— to my girlfriend ♡
hi vi!!!! warning in advance this is going to be so incoherent and probably very repetitive because i am infact writing this at 2am..... also because i love you too much it makes it hard to form thoughts and it actually makes me feel sick sometimes because im so happy. also CRAZY TO THINK WE'VE BEEN TOGETHER 6 MONTHS???
i dont think you understand how important you are to me, you are genuinely one of the only people who has ever made me feel safe in a real way. not in the way i gaslight myself to think someones safe or anything... i mean actual genuine safety. you make me feel understood and cared for and wanted even when im difficult or paranoid or emotional or just being fucking strange. you dont treat me like im too much or make me feel annoying for needing reassurance. you make me feel like i am actually worthy of something in my life and im deserving of patience and happiness.

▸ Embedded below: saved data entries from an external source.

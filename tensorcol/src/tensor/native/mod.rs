pub mod base;
pub(crate) mod debug;
mod extras;
pub mod iter;
pub mod owned;
pub mod strided;
pub mod view;
#[cfg(feature = "approx")]
mod approx;
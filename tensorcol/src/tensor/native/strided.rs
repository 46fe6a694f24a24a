use crate::error::{Error, Result};
use crate::tensor::{Dims, DimsExt, Tensor, contiguous_strides, broadcast::Offsets};

/// Borrowed tensor whose elements are laid out with arbitrary (non-negative)
/// element strides, such as a transposed or sub-sampled block owned elsewhere.
pub struct StridedView<'a, T> {
    data: &'a [T],
    dims: Dims,
    strides: Vec<usize>,
}

impl<'a, T> StridedView<'a, T> {
    pub fn new<D: Into<Dims>>(data: &'a [T], dims: D, strides: Vec<usize>) -> Result<Self> {
        let dims = dims.into();
        if strides.len() != dims.len() {
            return Err(Error::shape_mismatch(&dims, &strides));
        }
        if dims.tensor_len() > 0 {
            let last = dims
                .iter()
                .zip(&strides)
                .map(|(&d, &s)| (d - 1) * s)
                .sum::<usize>();
            if last >= data.len() {
                return Err(Error::out_of_bounds(last, data.len()));
            }
        }
        Ok(StridedView { data, dims, strides })
    }

    /// Row-major (C order) view of a contiguous slice.
    pub fn row_major<D: Into<Dims>>(data: &'a [T], dims: D) -> Result<Self> {
        let dims = dims.into();
        let strides = contiguous_strides(&dims);
        Self::new(data, dims, strides)
    }

    /// Column-major (Fortran order) view of a contiguous slice.
    pub fn column_major<D: Into<Dims>>(data: &'a [T], dims: D) -> Result<Self> {
        let dims = dims.into();
        let mut strides = vec![0; dims.len()];
        let mut stride = 1;
        for (s, &d) in strides.iter_mut().zip(dims.iter()) {
            *s = stride;
            stride *= d;
        }
        Self::new(data, dims, strides)
    }

    #[inline]
    pub fn dims(&self) -> &[usize] {
        &self.dims
    }

    #[inline]
    pub fn strides(&self) -> &[usize] {
        &self.strides
    }

    pub fn is_contiguous(&self) -> bool {
        self.dims.tensor_len() == 0
            || self
                .dims
                .iter()
                .zip(self.strides.iter().zip(contiguous_strides(&self.dims)))
                .all(|(&d, (&s, c))| d == 1 || s == c)
    }

    /// Gathers the elements into a new row-major tensor.
    pub fn to_contiguous(&self) -> Tensor<T>
    where
        T: Copy,
    {
        let data = Offsets::new(&self.dims, self.strides.clone())
            .map(|offset| self.data[offset])
            .collect();
        Tensor::from_vec_unchecked(data, self.dims.clone())
    }
}

#[cfg(test)]
mod test {
    use super::*;
    use crate::tensor::ITensor;

    #[test]
    fn test_column_major_to_contiguous() {
        // 2x3 matrix [[1, 2, 3], [4, 5, 6]] stored column by column
        let data = [1, 4, 2, 5, 3, 6];
        let view = StridedView::column_major(&data, (2, 3)).unwrap();
        assert!(!view.is_contiguous());
        let t = view.to_contiguous();
        assert_eq!(t.dims(), &[2, 3]);
        assert_eq!(t.as_ref(), &[1, 2, 3, 4, 5, 6]);
    }

    #[test]
    fn test_row_major_is_contiguous() {
        let data = [1.0, 2.0, 3.0, 4.0];
        let view = StridedView::row_major(&data, (2, 2)).unwrap();
        assert!(view.is_contiguous());
        assert_eq!(view.to_contiguous().as_ref(), &data);
    }

    #[test]
    fn test_every_other_row() {
        let data: Vec<i32> = (0..12).collect();
        let view = StridedView::new(&data, (3, 2), vec![4, 1]).unwrap();
        assert_eq!(view.to_contiguous().as_ref(), &[0, 1, 4, 5, 8, 9]);
    }

    #[test]
    fn test_out_of_bounds_strides() {
        let data = [0; 4];
        assert_eq!(
            StridedView::new(&data, (2, 2), vec![4, 1]).err(),
            Some(Error::IndexError { index: 5, len: 4 })
        );
        assert!(StridedView::new(&data, (2, 2), vec![1]).is_err());
    }
}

i think about you literally all the time, talk about you all the time. every song becomes about you if its even slightly lovey (which is hard. emos do not write many songs about love), every little thing reminds me of you. i see stuff during the day and immediately go "oh my god i need to show my girlfriend this" (and i do) because youre the first person i want to share everything with. i tell everyone about you all the time, everyone i meet knows about you.
i know i can be a lot. i know im mentally ill and genuinely insufferable some days, and my brain is ill and paranoid and complicated and all over the place, but youve never once made me feel unlovable for it. youve never treated me like im too much or difficult to care about like everyone else did, and eventually give up on me. instead youve stayed (staid? how do u spell that word...) patient and gentle with me through all of it. even when im at my worst, and i genuinely dont think you understand how much that means to me. if anything youve made me feel more accepted than i ever have before with ANYONE. you make me feel like i dont have to hide parts of myself around you or minimise myself to be easier to love. thats such a huge thing for me because ive spent so much of my life hiding who i am or trying to minimise who i am for people. thank you for accepting me as i am, even the unstable and awkward and deeply strange parts of me. thank you for loving every version of me instead of making me feel ashamed for them. i dont think ive ever felt this safe or understood or accepted by anyone before.
i love you in every way possible. i love you more then ive ever loved anything or anyone. i love being yours. i love loving you. i love existing with you. i just love YOU, all of you. no matter what happens i need you to remember that you are deeply loved by me. like genuinely... horrifyingly loved actually. youre stuck with me forever sorry i dont make the rules ;p even when i eventually die of whatever billion things my body throws at me ill haunt you forever or give you signs and shit :3
— to...
nobody else because i legit have no friends. rip.